HIGHLIGHTS OF THIS ISSUE

These synopses are intended only as aids to the reader in identifying the subject matter covered. They may not be relied upon as authoritative interpretations.

Employee Plans

Notice 2018-69, page 426. Notice 2018-69 extends the temporary nondiscrimination relief for closed defined benefit plans that is provided in Notice 2014-5, 2014-2 I.R.B. 276, by making that relief available for plan years beginning before 2020 if the conditions of Notice 2014-5 are satisfied.

Income Tax

REV. PROC. 2018-44, page 426. Rev. Proc. 2018-44 modifies Rev. Proc. 2018-31, 2018-22 I.R.B. 637, to provide that an eligible terminated S corporation, as defined in § 481(d)(2), required to change from the overall cash receipts and disbursements method of accounting (cash method) to an overall accrual method of accounting (accrual method) as a result of a revocation of its S corporation election, and that makes this change in method of accounting for the C corporation's first taxable year after such revocation, is required to take into account the resulting positive or negative adjustment required by § 481(a)(2) ratably during the six-year period beginning with the year of change. This revenue procedure also provides that an eligible terminated S corporation that is permitted to continue to use the cash method after the revocation of its S corporation election and that changes to an overall accrual method for the C corporation's first taxable year after such revocation, may take into account the resulting positive or negative adjustment required by § 481(a)(2) ratably during the six-year period beginning with the year of change.
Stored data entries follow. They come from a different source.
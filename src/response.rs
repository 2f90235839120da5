//! Response decoding.
//!
//! The decoding mode is chosen by the caller, never sniffed from the body: a
//! JSON error page returned for an image endpoint stays raw bytes, and an HTML
//! error page returned for a JSON endpoint is a decode error.

use reqwest::blocking::Response;
use serde_json::Value;

use crate::error::{Error, Result};

/// How the body of a completed request is interpreted
#[derive(Debug, Clone, Copy, PartialEq, Eq)]
pub enum ResponseMode {
    /// Parse as JSON; non-2xx statuses are errors
    Json,
    /// Return the body as text, unmodified
    Text,
    /// Return the body as bytes, unmodified
    Binary,
}

/// A decoded response in whichever form its mode produced
#[derive(Debug, Clone, PartialEq)]
pub enum ApiResponse {
    Json(Value),
    Text(String),
    Binary(Vec<u8>),
}

impl ApiResponse {
    pub fn mode(&self) -> ResponseMode {
        match self {
            ApiResponse::Json(_) => ResponseMode::Json,
            ApiResponse::Text(_) => ResponseMode::Text,
            ApiResponse::Binary(_) => ResponseMode::Binary,
        }
    }

    pub fn as_json(&self) -> Option<&Value> {
        match self {
            ApiResponse::Json(v) => Some(v),
            _ => None,
        }
    }

    pub fn into_json(self) -> Option<Value> {
        match self {
            ApiResponse::Json(v) => Some(v),
            _ => None,
        }
    }

    /// Raw body for text and binary responses
    pub fn as_bytes(&self) -> Option<&[u8]> {
        match self {
            ApiResponse::Text(s) => Some(s.as_bytes()),
            ApiResponse::Binary(b) => Some(b),
            ApiResponse::Json(_) => None,
        }
    }
}

/// Parse a complete body as JSON. Invalid input is an error, never a partial value.
pub fn parse_json(body: &[u8]) -> Result<Value> {
    Ok(serde_json::from_slice(body)?)
}

pub(crate) fn json_body(response: Response) -> Result<Value> {
    let status = response.status();
    if !status.is_success() {
        let body = response.text()?;
        return Err(Error::Status {
            status: status.as_u16(),
            body,
        });
    }

    let body = response.bytes()?;
    parse_json(&body)
}

pub(crate) fn text_body(response: Response) -> Result<String> {
    Ok(response.text()?)
}

pub(crate) fn binary_body(response: Response) -> Result<Vec<u8>> {
    Ok(response.bytes()?.to_vec())
}

#[cfg(test)]
mod tests {
    use super::*;

    #[test]
    fn parses_well_formed_json() {
        let v = parse_json(br#"{"id": 42, "status": "finished"}"#).unwrap();
        assert_eq!(v["id"], 42);
        assert_eq!(v["status"], "finished");
    }

    #[test]
    fn remote_error_fields_pass_through() {
        let v = parse_json(br#"{"error": "Invalid instance ID", "status": "error"}"#).unwrap();
        assert_eq!(v["error"], "Invalid instance ID");
    }

    #[test]
    fn rejects_html_body() {
        let err = parse_json(b"<html>error</html>").unwrap_err();
        assert!(matches!(err, Error::Decode(_)));
    }

    #[test]
    fn rejects_truncated_json() {
        assert!(parse_json(br#"{"id": 42, "status": "fin"#).is_err());
        assert!(parse_json(b"").is_err());
    }

    #[test]
    fn api_response_accessors() {
        let json = ApiResponse::Json(serde_json::json!({"a": 1}));
        assert_eq!(json.mode(), ResponseMode::Json);
        assert_eq!(json.as_json().unwrap()["a"], 1);
        assert!(json.as_bytes().is_none());

        let png = ApiResponse::Binary(vec![0x89, b'P', b'N', b'G']);
        assert_eq!(png.mode(), ResponseMode::Binary);
        assert_eq!(png.as_bytes(), Some(&[0x89, b'P', b'N', b'G'][..]));
        assert!(png.clone().into_json().is_none());

        let html = ApiResponse::Text("<html></html>".into());
        assert_eq!(html.as_bytes(), Some(&b"<html></html>"[..]));
    }
}
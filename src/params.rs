//! Per-call parameter sets.
//!
//! Every action takes a [`Params`] by reference and builds its request from a
//! copy, so a parameter set can be reused across calls without picking up keys
//! injected by an earlier one.

use std::collections::BTreeMap;

/// A single parameter value: either one scalar or an ordered list.
#[derive(Debug, Clone, PartialEq, Eq)]
pub enum ParamValue {
    Scalar(String),
    List(Vec<String>),
}

impl ParamValue {
    /// String form used when the value occupies a single query entry.
    ///
    /// Lists collapse to a comma-joined value; `urls` and `instances` never
    /// reach this path because the encoder expands them.
    pub fn to_query_value(&self) -> String {
        match self {
            ParamValue::Scalar(s) => s.clone(),
            ParamValue::List(items) => items.join(","),
        }
    }
}

impl From<String> for ParamValue {
    fn from(v: String) -> Self {
        ParamValue::Scalar(v)
    }
}

impl From<&str> for ParamValue {
    fn from(v: &str) -> Self {
        ParamValue::Scalar(v.to_string())
    }
}

impl From<&String> for ParamValue {
    fn from(v: &String) -> Self {
        ParamValue::Scalar(v.clone())
    }
}

/// The service takes flags as `1`/`0`.
impl From<bool> for ParamValue {
    fn from(v: bool) -> Self {
        ParamValue::Scalar(if v { "1" } else { "0" }.to_string())
    }
}

macro_rules! scalar_from_display {
    ($($t:ty),*) => {
        $(
            impl From<$t> for ParamValue {
                fn from(v: $t) -> Self {
                    ParamValue::Scalar(v.to_string())
                }
            }
        )*
    };
}

scalar_from_display!(i8, i16, i32, i64, u8, u16, u32, u64, usize, isize, f32, f64);

impl<T: ToString> From<Vec<T>> for ParamValue {
    fn from(v: Vec<T>) -> Self {
        ParamValue::List(v.iter().map(ToString::to_string).collect())
    }
}

impl<T: ToString> From<&[T]> for ParamValue {
    fn from(v: &[T]) -> Self {
        ParamValue::List(v.iter().map(ToString::to_string).collect())
    }
}

impl<T: ToString, const N: usize> From<[T; N]> for ParamValue {
    fn from(v: [T; N]) -> Self {
        ParamValue::List(v.iter().map(ToString::to_string).collect())
    }
}

/// Key/value bag of per-call arguments merged into the query string.
///
/// Keys are kept sorted so the same set always encodes to the same string.
///
/// ```
/// use browshot::Params;
///
/// let params = Params::new()
///     .with("instance_id", 12)
///     .with("urls", vec!["https://a.example/", "https://b.example/"]);
/// assert_eq!(params.len(), 2);
/// ```
#[derive(Debug, Clone, Default, PartialEq, Eq)]
pub struct Params {
    entries: BTreeMap<String, ParamValue>,
}

impl Params {
    pub fn new() -> Self {
        Self::default()
    }

    /// Builder-style insert.
    pub fn with(mut self, key: impl Into<String>, value: impl Into<ParamValue>) -> Self {
        self.set(key, value);
        self
    }

    /// Insert or replace a value in place.
    pub fn set(&mut self, key: impl Into<String>, value: impl Into<ParamValue>) {
        self.entries.insert(key.into(), value.into());
    }

    /// Return a fresh copy with `key` set, leaving `self` untouched.
    pub fn merged(&self, key: impl Into<String>, value: impl Into<ParamValue>) -> Params {
        self.clone().with(key, value)
    }

    pub fn get(&self, key: &str) -> Option<&ParamValue> {
        self.entries.get(key)
    }

    pub fn remove(&mut self, key: &str) -> Option<ParamValue> {
        self.entries.remove(key)
    }

    pub fn contains_key(&self, key: &str) -> bool {
        self.entries.contains_key(key)
    }

    pub fn len(&self) -> usize {
        self.entries.len()
    }

    pub fn is_empty(&self) -> bool {
        self.entries.is_empty()
    }

    pub fn iter(&self) -> impl Iterator<Item = (&str, &ParamValue)> {
        self.entries.iter().map(|(k, v)| (k.as_str(), v))
    }
}

impl<K: Into<String>, V: Into<ParamValue>> FromIterator<(K, V)> for Params {
    fn from_iter<I: IntoIterator<Item = (K, V)>>(iter: I) -> Self {
        let mut params = Params::new();
        params.extend(iter);
        params
    }
}

impl<K: Into<String>, V: Into<ParamValue>> Extend<(K, V)> for Params {
    fn extend<I: IntoIterator<Item = (K, V)>>(&mut self, iter: I) {
        for (k, v) in iter {
            self.set(k, v);
        }
    }
}
//! One-call screenshot retrieval.
//!
//! Unlike every other action, these helpers never return an error: failures
//! are folded into a status-coded result. Only a 200 reply is a capture; any
//! other reply keeps its HTTP status as a failure; anything else (bad target URL, connection failure, unreadable body,
//! failed file write) reports [`FALLBACK_STATUS`]. Failed results never carry
//! image bytes.

use std::path::{Path, PathBuf};

use log::warn;
use reqwest::StatusCode;
use url::Url;

use crate::client::BrowshotClient;
use crate::params::Params;

/// Action path of the one-call endpoint
pub const SIMPLE_ACTION: &str = "simple";

/// Status reported when no HTTP status is available for a failure
pub const FALLBACK_STATUS: u16 = 400;

/// Outcome of [`BrowshotClient::simple`]
#[derive(Debug, Clone, PartialEq, Eq)]
pub enum SimpleResult {
    Captured { status_code: u16, image: Vec<u8> },
    Failed { status_code: u16 },
}

impl SimpleResult {
    /// 200 for a capture, otherwise the failure status
    pub fn status_code(&self) -> u16 {
        match self {
            SimpleResult::Captured { status_code, .. } | SimpleResult::Failed { status_code } => {
                *status_code
            }
        }
    }

    /// Image bytes; empty for a failed result
    pub fn image(&self) -> &[u8] {
        match self {
            SimpleResult::Captured { image, .. } => image,
            SimpleResult::Failed { .. } => &[],
        }
    }

    /// Whether an image was captured
    pub fn is_success(&self) -> bool {
        matches!(self, SimpleResult::Captured { .. })
    }

    /// Take the image bytes; empty for a failed result
    pub fn into_image(self) -> Vec<u8> {
        match self {
            SimpleResult::Captured { image, .. } => image,
            SimpleResult::Failed { .. } => Vec::new(),
        }
    }
}

/// Outcome of [`BrowshotClient::simple_file`]
#[derive(Debug, Clone, PartialEq, Eq)]
pub struct SimpleFileResult {
    pub status_code: u16,
    /// Where the image was written; `None` when nothing was saved
    pub file: Option<PathBuf>,
}

impl BrowshotClient {
    /// Retrieve a screenshot of `url` in a single request.
    ///
    /// Screenshots are cached by the service for 24 hours unless `cache` is
    /// set in `params`.
    pub fn simple(&self, url: &str, params: &Params) -> SimpleResult {
        if let Err(e) = Url::parse(url) {
            warn!("simple: invalid target URL '{}': {}", url, e);
            return SimpleResult::Failed {
                status_code: FALLBACK_STATUS,
            };
        }

        let request_url = self.build_url(SIMPLE_ACTION, &params.merged("url", url));
        let res = match self.http.get(request_url).send() {
            Ok(res) => res,
            Err(e) => {
                warn!("simple: request failed: {}", e);
                return SimpleResult::Failed {
                    status_code: e.status().map(|s| s.as_u16()).unwrap_or(FALLBACK_STATUS),
                };
            }
        };

        let status = res.status();
        if status != StatusCode::OK {
            warn!("simple: service answered {}", status);
            return SimpleResult::Failed {
                status_code: status.as_u16(),
            };
        }

        match res.bytes() {
            Ok(body) => SimpleResult::Captured {
                status_code: StatusCode::OK.as_u16(),
                image: body.to_vec(),
            },
            Err(e) => {
                warn!("simple: failed to read body: {}", e);
                SimpleResult::Failed {
                    status_code: FALLBACK_STATUS,
                }
            }
        }
    }

    /// Retrieve a screenshot of `url` and save it to `file`.
    pub fn simple_file(&self, url: &str, file: impl AsRef<Path>, params: &Params) -> SimpleFileResult {
        let file = file.as_ref();
        let result = self.simple(url, params);

        if result.image().is_empty() {
            return SimpleFileResult {
                status_code: result.status_code(),
                file: None,
            };
        }

        match std::fs::write(file, result.image()) {
            Ok(()) => SimpleFileResult {
                status_code: result.status_code(),
                file: Some(file.to_path_buf()),
            },
            Err(e) => {
                warn!("simple: cannot write {}: {}", file.display(), e);
                SimpleFileResult {
                    status_code: FALLBACK_STATUS,
                    file: None,
                }
            }
        }
    }
}

#[cfg(test)]
mod tests {
    use super::*;

    #[test]
    fn failed_result_has_no_image() {
        let r = SimpleResult::Failed { status_code: 404 };
        assert_eq!(r.status_code(), 404);
        assert!(r.image().is_empty());
        assert!(!r.is_success());
        assert!(r.into_image().is_empty());
    }

    #[test]
    fn captured_result_exposes_image() {
        let r = SimpleResult::Captured {
            status_code: 200,
            image: vec![1, 2, 3],
        };
        assert!(r.is_success());
        assert_eq!(r.image(), &[1, 2, 3]);
    }

    #[test]
    fn malformed_target_url_fails_without_request() {
        // Base points at a closed port; the URL check must short-circuit first.
        let client = BrowshotClient::with_config(crate::ClientConfig {
            base_url: "http://127.0.0.1:9/api/v1/".into(),
            ..Default::default()
        })
        .unwrap();

        let r = client.simple("http://", &Params::new());
        assert_eq!(r, SimpleResult::Failed { status_code: 400 });

        let r = client.simple("", &Params::new());
        assert_eq!(r.status_code(), 400);
    }

    #[test]
    fn simple_file_skips_write_on_failure() {
        let client = BrowshotClient::new("key").unwrap();
        let dir = tempfile::tempdir().unwrap();
        let path = dir.path().join("shot.png");

        let r = client.simple_file("not a url", &path, &Params::new());
        assert_eq!(r.status_code, 400);
        assert!(r.file.is_none());
        assert!(!path.exists());
    }
}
REV. PROC. 2018-45, page 428. Revenue Procedure 2018-45 provides domestic asset/liability percentages and domestic investment yields needed by foreign life insurance companies and foreign property and liability insurance companies to compute their minimum effectively connected net investment income under section 842(b) of the Internal Revenue Code for taxable years beginning after December 31, 2016.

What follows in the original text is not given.